__Task objective__
If a line of the material holds the string "CancelMode", please copy it.

__Records__
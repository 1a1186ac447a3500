//! Authentication extractors.
//!
//! This module provides extractors for:
//! - `Caller` - Tenant-facing routes; accepts the service key or the admin key
//! - `AdminAuth` - Operator-only endpoints

use std::sync::Arc;

use axum::async_trait;
use axum::extract::FromRequestParts;
use axum::http::request::Parts;
use saas_billing_core::Actor;

use crate::crypto::constant_time_eq;
use crate::error::ApiError;
use crate::state::AppState;

/// Header carrying the service API key.
pub const API_KEY_HEADER: &str = "x-api-key";

/// Header carrying the admin API key.
pub const ADMIN_KEY_HEADER: &str = "x-admin-key";

fn header<'a>(parts: &'a Parts, name: &str) -> Option<&'a str> {
    parts.headers.get(name).and_then(|v| v.to_str().ok())
}

fn key_matches(presented: &str, expected: Option<&String>) -> bool {
    expected.is_some_and(|expected| constant_time_eq(presented, expected))
}

/// The authenticated caller of a tenant route.
#[derive(Debug, Clone)]
pub struct Caller {
    /// Tenant for the service key, admin for the admin key.
    pub actor: Actor,
    /// Service name or admin identifier, for audit logging.
    pub name: String,
}

impl Caller {
    /// Whether the caller holds the admin key.
    #[must_use]
    pub fn is_admin(&self) -> bool {
        self.actor == Actor::Admin
    }
}

#[async_trait]
impl FromRequestParts<Arc<AppState>> for Caller {
    type Rejection = ApiError;

    async fn from_request_parts(
        parts: &mut Parts,
        state: &Arc<AppState>,
    ) -> Result<Self, Self::Rejection> {
        if header(parts, ADMIN_KEY_HEADER).is_some() {
            let admin = AdminAuth::from_request_parts(parts, state).await?;
            return Ok(Self {
                actor: Actor::Admin,
                name: admin.admin_id,
            });
        }

        let api_key = header(parts, API_KEY_HEADER).ok_or(ApiError::Unauthorized)?;
        if !key_matches(api_key, state.config.service_api_key.as_ref()) {
            return Err(ApiError::Unauthorized);
        }

        // Extract service name from header if provided
        let name = header(parts, "x-service-name")
            .unwrap_or("unknown")
            .to_string();

        Ok(Self {
            actor: Actor::Tenant,
            name,
        })
    }
}

/// Admin authentication via the `X-Admin-Key` header.
#[derive(Debug, Clone)]
pub struct AdminAuth {
    /// Admin identifier (for audit logging).
    pub admin_id: String,
}

#[async_trait]
impl FromRequestParts<Arc<AppState>> for AdminAuth {
    type Rejection = ApiError;

    async fn from_request_parts(
        parts: &mut Parts,
        state: &Arc<AppState>,
    ) -> Result<Self, Self::Rejection> {
        let admin_key = header(parts, ADMIN_KEY_HEADER).ok_or(ApiError::Unauthorized)?;
        if !key_matches(admin_key, state.config.admin_api_key.as_ref()) {
            return Err(ApiError::Unauthorized);
        }

        let admin_id = header(parts, "x-admin-id").unwrap_or("admin").to_string();

        tracing::info!(admin_id = %admin_id, "Admin authenticated");
        Ok(Self { admin_id })
    }
}
fn cancel(
    sub: &Subscription,
    mode: CancelMode,
    reason: Option<&str>,
    refund: bool,
    ctx: &Context<'_>,
) -> Result<Transition> {
    match (sub.status, mode) {
        (SubscriptionStatus::Canceled, _) => {
            return Err(invalid(sub.status, "subscription is already canceled"))
        }
        (SubscriptionStatus::Expired, _) => return Err(invalid(sub.status, "subscription has expired")),
        (_, CancelMode::Immediate) => {}
        (SubscriptionStatus::Active, CancelMode::Scheduled) if sub.auto_renew => {}
        (SubscriptionStatus::Active, CancelMode::Scheduled) => {
            return Err(invalid(
                sub.status,
                "subscription does not renew; cancel it immediately instead",
            ))
        }
        (SubscriptionStatus::PendingCancel, CancelMode::Scheduled) => {
            return Err(invalid(sub.status, "cancellation is already scheduled"))
        }
        (SubscriptionStatus::Trial | SubscriptionStatus::PastDue, CancelMode::Scheduled) => {
            return Err(invalid(
                sub.status,
                format!("{} subscriptions can only be canceled immediately", sub.status),
            ))
        }
    }
    if refund && mode == CancelMode::Scheduled {
        return Err(invalid(sub.status, "refunds only apply to immediate cancellation"));
    }

    let cancellation = Cancellation {
        requested_at: ctx.now,
        mode,
        reason: reason.map(str::to_string),
        previous_next_billing_date: sub.next_billing_date().or_else(|| {
            sub.cancellation
                .as_ref()
                .and_then(|c| c.previous_next_billing_date)
        }),
    };

    let mut next = touched(sub, ctx);
    next.cancellation = Some(cancellation);

    let refund = match mode {
        CancelMode::Scheduled => {
            next.status = SubscriptionStatus::PendingCancel;
            next.auto_renew = false;
            next.pending = None;
            None
        }
        CancelMode::Immediate => {
            end_subscription(&mut next, SubscriptionStatus::Canceled, ctx);
            let paid_period = matches!(
                sub.status,
                SubscriptionStatus::Active | SubscriptionStatus::PendingCancel
            ) && !sub.plan.is_manually_billed();
            if refund && paid_period && sub.amount > 0 {
                let amount = proration::refund_amount(
                    sub.amount,
                    sub.current_period_start,
                    sub.current_period_end,
                    ctx.today(),
                )?;
                (amount > 0).then(|| Refund {
                    amount,
                    reason: reason.unwrap_or("subscription canceled").to_string(),
                })
            } else {
                None
            }
        }
    };

    let mut transition = Transition::append(next, ChangeType::Cancel);
    transition.refund = refund;
    transition.note = reason.map(str::to_string);
    Ok(transition)
}

fn reactivate(sub: &Subscription, ctx: &Context<'_>) -> Result<Transition> {
    if sub.status != SubscriptionStatus::PendingCancel {
        return Err(invalid(
            sub.status,
            "only subscriptions pending cancellation can be reactivated",
        ));
    }
    if ctx.today() > sub.current_period_end {
        return Err(invalid(
            sub.status,
            format!("the paid period ended on {}", sub.current_period_end),
        ));
    }

    let mut next = touched(sub, ctx);
    next.status = SubscriptionStatus::Active;
    next.auto_renew = !sub.plan.is_manually_billed();
    next.cancellation = None;
    Ok(Transition::append(next, ChangeType::Reactivate))
}
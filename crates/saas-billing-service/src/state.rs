//! Application state.

use std::sync::Arc;
use std::time::Duration;

use saas_billing_core::BillingError;
use saas_billing_store::Store;

use crate::config::ServiceConfig;
use crate::engine::Engine;
use crate::gateway::{DisabledGateway, HttpGateway, PaymentGateway};

/// Application state shared across handlers.
#[derive(Clone)]
pub struct AppState {
    /// The storage backend.
    pub store: Arc<dyn Store>,

    /// The lifecycle engine.
    pub engine: Arc<Engine>,

    /// Service configuration.
    pub config: ServiceConfig,
}

impl AppState {
    /// Create a new application state, building the gateway client from
    /// the configuration.
    ///
    /// # Errors
    ///
    /// `Configuration` if the plan catalog is invalid.
    pub fn new(store: Arc<dyn Store>, config: ServiceConfig) -> Result<Self, BillingError> {
        let gateway: Arc<dyn PaymentGateway> = match &config.gateway_secret_key {
            Some(secret) => match HttpGateway::new(
                &config.gateway_api_url,
                secret,
                Duration::from_secs(config.gateway_timeout_seconds),
            ) {
                Ok(client) => {
                    tracing::info!(gateway_url = %config.gateway_api_url, "Payment gateway enabled");
                    Arc::new(client)
                }
                Err(e) => {
                    tracing::error!(error = %e, "Failed to create payment gateway client");
                    Arc::new(DisabledGateway)
                }
            },
            None => {
                tracing::warn!("Payment gateway not configured - charges will be declined");
                Arc::new(DisabledGateway)
            }
        };

        Self::with_gateway(store, gateway, config)
    }

    /// Create a new application state around an existing gateway.
    ///
    /// # Errors
    ///
    /// `Configuration` if the plan catalog is invalid.
    pub fn with_gateway(
        store: Arc<dyn Store>,
        gateway: Arc<dyn PaymentGateway>,
        config: ServiceConfig,
    ) -> Result<Self, BillingError> {
        let catalog = Arc::new(config.plan_catalog()?);
        let engine = Arc::new(Engine::new(
            Arc::clone(&store),
            gateway,
            catalog,
            config.engine_config(),
        ));

        Ok(Self {
            store,
            engine,
            config,
        })
    }

    /// Check if webhook signatures are verified.
    #[must_use]
    pub fn verifies_webhooks(&self) -> bool {
        self.config.gateway_webhook_secret.is_some()
    }
}
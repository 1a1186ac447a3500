//! Database schema definitions and column families.
//!
//! This module defines the column families used in `RocksDB` storage.

/// Column family names for the `RocksDB` database.
pub mod cf {
    /// Subscriptions, keyed by `tenant_id`.
    pub const SUBSCRIPTIONS: &str = "subscriptions";

    /// Ledger entries, keyed by entry id (ULID).
    pub const LEDGER: &str = "ledger";

    /// Index: ledger entries by tenant, keyed by `tenant_id || sequence`.
    /// Value is the ledger entry id.
    pub const LEDGER_BY_TENANT: &str = "ledger_by_tenant";

    /// Committed idempotency keys, keyed by the key itself.
    pub const IDEMPOTENCY: &str = "idempotency";

    /// History records, keyed by `tenant_id || sequence`. The last key under
    /// a tenant prefix is the current record.
    pub const HISTORY: &str = "history";

    /// Open charge intents, keyed by idempotency key.
    pub const CHARGE_INTENTS: &str = "charge_intents";
}

/// Returns all column family names for database initialization.
#[must_use]
pub fn all_column_families() -> Vec<&'static str> {
    vec![
        cf::SUBSCRIPTIONS,
        cf::LEDGER,
        cf::LEDGER_BY_TENANT,
        cf::IDEMPOTENCY,
        cf::HISTORY,
        cf::CHARGE_INTENTS,
    ]
}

__Exercise solution__
    mode: CancelMode,
        (_, CancelMode::Immediate) => {}
        (SubscriptionStatus::Active, CancelMode::Scheduled) if sub.auto_renew => {}
        (SubscriptionStatus::Active, CancelMode::Scheduled) => {
        (SubscriptionStatus::PendingCancel, CancelMode::Scheduled) => {
        (SubscriptionStatus::Trial | SubscriptionStatus::PastDue, CancelMode::Scheduled) => {
    if refund && mode == CancelMode::Scheduled {
        CancelMode::Scheduled => {
        CancelMode::Immediate => {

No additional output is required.